Requirement
Only the lines with the string "seed" are needed; return each of them from the entries below.

Items from a data source:
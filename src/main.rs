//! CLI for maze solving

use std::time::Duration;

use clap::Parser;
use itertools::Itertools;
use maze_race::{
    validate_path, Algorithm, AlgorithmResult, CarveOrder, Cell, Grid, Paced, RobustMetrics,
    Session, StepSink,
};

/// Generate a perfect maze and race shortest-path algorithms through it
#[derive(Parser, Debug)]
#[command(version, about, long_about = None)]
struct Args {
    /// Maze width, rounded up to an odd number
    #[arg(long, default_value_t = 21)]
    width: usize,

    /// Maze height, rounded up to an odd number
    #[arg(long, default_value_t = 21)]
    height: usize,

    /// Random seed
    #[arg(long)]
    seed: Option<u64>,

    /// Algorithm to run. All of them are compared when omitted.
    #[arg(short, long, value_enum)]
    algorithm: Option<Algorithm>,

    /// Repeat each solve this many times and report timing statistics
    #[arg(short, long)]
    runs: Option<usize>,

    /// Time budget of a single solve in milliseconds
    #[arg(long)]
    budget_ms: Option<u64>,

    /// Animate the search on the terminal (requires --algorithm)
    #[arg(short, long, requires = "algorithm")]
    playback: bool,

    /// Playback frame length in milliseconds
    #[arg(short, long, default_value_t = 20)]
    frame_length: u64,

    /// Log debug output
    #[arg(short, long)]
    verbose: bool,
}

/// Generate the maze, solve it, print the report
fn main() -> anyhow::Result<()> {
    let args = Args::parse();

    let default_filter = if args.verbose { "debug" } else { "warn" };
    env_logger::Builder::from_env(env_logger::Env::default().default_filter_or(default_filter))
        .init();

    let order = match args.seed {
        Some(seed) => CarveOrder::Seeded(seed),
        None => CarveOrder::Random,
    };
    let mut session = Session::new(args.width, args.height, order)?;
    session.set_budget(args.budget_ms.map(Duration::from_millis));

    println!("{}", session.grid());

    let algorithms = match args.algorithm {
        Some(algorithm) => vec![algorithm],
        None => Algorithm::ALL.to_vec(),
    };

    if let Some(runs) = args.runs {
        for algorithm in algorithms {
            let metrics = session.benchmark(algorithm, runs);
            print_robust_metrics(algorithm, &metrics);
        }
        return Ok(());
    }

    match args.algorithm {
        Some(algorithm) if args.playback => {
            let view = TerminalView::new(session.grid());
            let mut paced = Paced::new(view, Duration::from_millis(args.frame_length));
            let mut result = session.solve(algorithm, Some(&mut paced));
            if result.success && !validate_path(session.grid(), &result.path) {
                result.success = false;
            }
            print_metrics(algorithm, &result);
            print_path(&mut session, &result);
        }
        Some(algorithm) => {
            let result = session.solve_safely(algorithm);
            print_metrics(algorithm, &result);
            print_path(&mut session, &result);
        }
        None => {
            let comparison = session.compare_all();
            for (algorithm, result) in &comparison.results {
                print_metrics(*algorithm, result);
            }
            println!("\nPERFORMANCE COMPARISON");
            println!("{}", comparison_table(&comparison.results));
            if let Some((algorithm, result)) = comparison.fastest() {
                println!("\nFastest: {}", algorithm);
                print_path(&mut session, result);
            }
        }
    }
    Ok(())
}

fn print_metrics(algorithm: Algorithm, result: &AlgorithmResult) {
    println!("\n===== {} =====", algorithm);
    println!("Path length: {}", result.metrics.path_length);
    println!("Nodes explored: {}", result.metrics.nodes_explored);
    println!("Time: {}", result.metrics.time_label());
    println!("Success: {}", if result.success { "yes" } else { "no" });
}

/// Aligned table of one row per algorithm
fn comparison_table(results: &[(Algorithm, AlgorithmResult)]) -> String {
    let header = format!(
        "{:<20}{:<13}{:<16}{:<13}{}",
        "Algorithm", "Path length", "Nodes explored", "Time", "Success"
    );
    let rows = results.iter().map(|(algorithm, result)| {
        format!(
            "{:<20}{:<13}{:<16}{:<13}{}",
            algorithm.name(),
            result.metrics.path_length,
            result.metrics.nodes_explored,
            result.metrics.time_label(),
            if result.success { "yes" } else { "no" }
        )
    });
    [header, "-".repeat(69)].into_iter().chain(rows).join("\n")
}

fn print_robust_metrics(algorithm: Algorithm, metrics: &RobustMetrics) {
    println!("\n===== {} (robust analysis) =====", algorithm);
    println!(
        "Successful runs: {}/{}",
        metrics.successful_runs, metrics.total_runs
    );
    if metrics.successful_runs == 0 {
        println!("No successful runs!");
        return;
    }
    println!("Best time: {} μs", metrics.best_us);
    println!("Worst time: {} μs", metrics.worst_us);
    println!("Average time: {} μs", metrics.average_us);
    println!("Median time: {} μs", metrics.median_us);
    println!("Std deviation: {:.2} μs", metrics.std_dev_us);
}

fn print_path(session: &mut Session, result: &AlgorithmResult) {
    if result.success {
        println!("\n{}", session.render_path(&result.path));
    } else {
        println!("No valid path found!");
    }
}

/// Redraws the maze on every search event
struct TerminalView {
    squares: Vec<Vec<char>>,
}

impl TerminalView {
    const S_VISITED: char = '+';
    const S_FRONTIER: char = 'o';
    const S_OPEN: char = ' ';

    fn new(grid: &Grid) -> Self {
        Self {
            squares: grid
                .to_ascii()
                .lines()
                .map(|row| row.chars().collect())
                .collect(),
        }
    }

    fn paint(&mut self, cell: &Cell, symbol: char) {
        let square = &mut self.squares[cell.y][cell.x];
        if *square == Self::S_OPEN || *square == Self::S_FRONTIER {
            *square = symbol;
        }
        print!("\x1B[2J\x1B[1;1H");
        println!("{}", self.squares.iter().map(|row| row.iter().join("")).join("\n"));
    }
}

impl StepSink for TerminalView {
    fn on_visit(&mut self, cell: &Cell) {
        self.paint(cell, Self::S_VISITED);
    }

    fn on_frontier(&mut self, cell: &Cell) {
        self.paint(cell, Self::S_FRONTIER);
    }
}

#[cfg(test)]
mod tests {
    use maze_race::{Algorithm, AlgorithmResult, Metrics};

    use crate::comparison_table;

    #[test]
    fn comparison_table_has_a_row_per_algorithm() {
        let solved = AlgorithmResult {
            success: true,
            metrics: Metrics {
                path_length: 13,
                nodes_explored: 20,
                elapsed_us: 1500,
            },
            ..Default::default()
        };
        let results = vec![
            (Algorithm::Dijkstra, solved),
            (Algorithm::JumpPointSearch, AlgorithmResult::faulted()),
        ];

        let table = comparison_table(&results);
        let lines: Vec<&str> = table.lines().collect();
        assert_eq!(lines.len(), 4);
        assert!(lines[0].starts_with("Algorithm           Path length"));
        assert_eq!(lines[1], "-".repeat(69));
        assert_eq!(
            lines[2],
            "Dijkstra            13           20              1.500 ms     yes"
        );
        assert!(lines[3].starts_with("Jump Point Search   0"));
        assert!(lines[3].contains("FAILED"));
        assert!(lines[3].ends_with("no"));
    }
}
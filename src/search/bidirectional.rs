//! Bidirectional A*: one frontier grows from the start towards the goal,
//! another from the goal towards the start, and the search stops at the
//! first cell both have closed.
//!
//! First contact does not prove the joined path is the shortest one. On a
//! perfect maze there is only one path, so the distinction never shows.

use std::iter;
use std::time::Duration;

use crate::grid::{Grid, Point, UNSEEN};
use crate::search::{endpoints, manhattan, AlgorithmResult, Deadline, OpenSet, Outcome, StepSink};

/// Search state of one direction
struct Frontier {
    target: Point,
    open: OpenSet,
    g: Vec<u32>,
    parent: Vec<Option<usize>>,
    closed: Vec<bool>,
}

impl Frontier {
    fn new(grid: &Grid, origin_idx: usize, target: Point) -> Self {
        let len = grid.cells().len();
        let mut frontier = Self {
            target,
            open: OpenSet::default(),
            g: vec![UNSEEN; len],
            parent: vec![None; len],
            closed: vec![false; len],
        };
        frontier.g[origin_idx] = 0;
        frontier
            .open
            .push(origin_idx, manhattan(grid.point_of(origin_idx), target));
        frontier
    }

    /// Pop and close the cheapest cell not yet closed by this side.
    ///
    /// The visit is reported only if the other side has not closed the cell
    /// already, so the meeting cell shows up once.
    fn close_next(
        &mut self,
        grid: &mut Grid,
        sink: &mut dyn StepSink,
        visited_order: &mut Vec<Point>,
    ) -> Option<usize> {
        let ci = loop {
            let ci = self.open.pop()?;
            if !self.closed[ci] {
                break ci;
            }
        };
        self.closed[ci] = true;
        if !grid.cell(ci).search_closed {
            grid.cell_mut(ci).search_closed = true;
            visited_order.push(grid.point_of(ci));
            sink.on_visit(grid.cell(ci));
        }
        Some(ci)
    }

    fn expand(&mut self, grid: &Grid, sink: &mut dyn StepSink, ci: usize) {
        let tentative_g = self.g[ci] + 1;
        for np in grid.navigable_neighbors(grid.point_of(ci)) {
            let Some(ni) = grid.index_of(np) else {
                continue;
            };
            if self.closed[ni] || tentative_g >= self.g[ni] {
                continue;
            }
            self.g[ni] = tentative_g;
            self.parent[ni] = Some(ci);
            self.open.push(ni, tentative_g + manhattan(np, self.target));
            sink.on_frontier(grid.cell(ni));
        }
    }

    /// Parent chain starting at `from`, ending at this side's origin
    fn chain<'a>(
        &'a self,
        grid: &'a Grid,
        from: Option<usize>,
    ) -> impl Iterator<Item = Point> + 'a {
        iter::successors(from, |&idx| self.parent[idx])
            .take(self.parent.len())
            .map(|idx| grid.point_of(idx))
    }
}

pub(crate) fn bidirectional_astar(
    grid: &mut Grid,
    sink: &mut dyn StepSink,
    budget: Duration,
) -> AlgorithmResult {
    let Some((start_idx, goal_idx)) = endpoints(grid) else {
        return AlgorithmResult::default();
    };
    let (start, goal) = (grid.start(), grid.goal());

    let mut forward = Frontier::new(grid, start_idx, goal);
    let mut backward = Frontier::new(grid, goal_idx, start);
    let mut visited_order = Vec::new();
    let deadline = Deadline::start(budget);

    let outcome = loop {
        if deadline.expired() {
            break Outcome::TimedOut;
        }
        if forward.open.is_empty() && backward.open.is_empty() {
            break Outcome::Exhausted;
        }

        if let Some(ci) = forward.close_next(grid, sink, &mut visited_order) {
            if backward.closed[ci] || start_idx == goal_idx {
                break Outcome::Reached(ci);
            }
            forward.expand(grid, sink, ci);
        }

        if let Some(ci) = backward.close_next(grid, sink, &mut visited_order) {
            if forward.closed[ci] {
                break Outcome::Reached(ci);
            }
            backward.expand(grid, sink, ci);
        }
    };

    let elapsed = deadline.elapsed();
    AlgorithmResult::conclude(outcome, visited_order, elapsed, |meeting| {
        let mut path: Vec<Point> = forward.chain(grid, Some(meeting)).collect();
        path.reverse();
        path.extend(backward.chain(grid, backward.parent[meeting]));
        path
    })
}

Exercise output
    /// Random seed
    seed: Option<u64>,
    let order = match args.seed {
        Some(seed) => CarveOrder::Seeded(seed),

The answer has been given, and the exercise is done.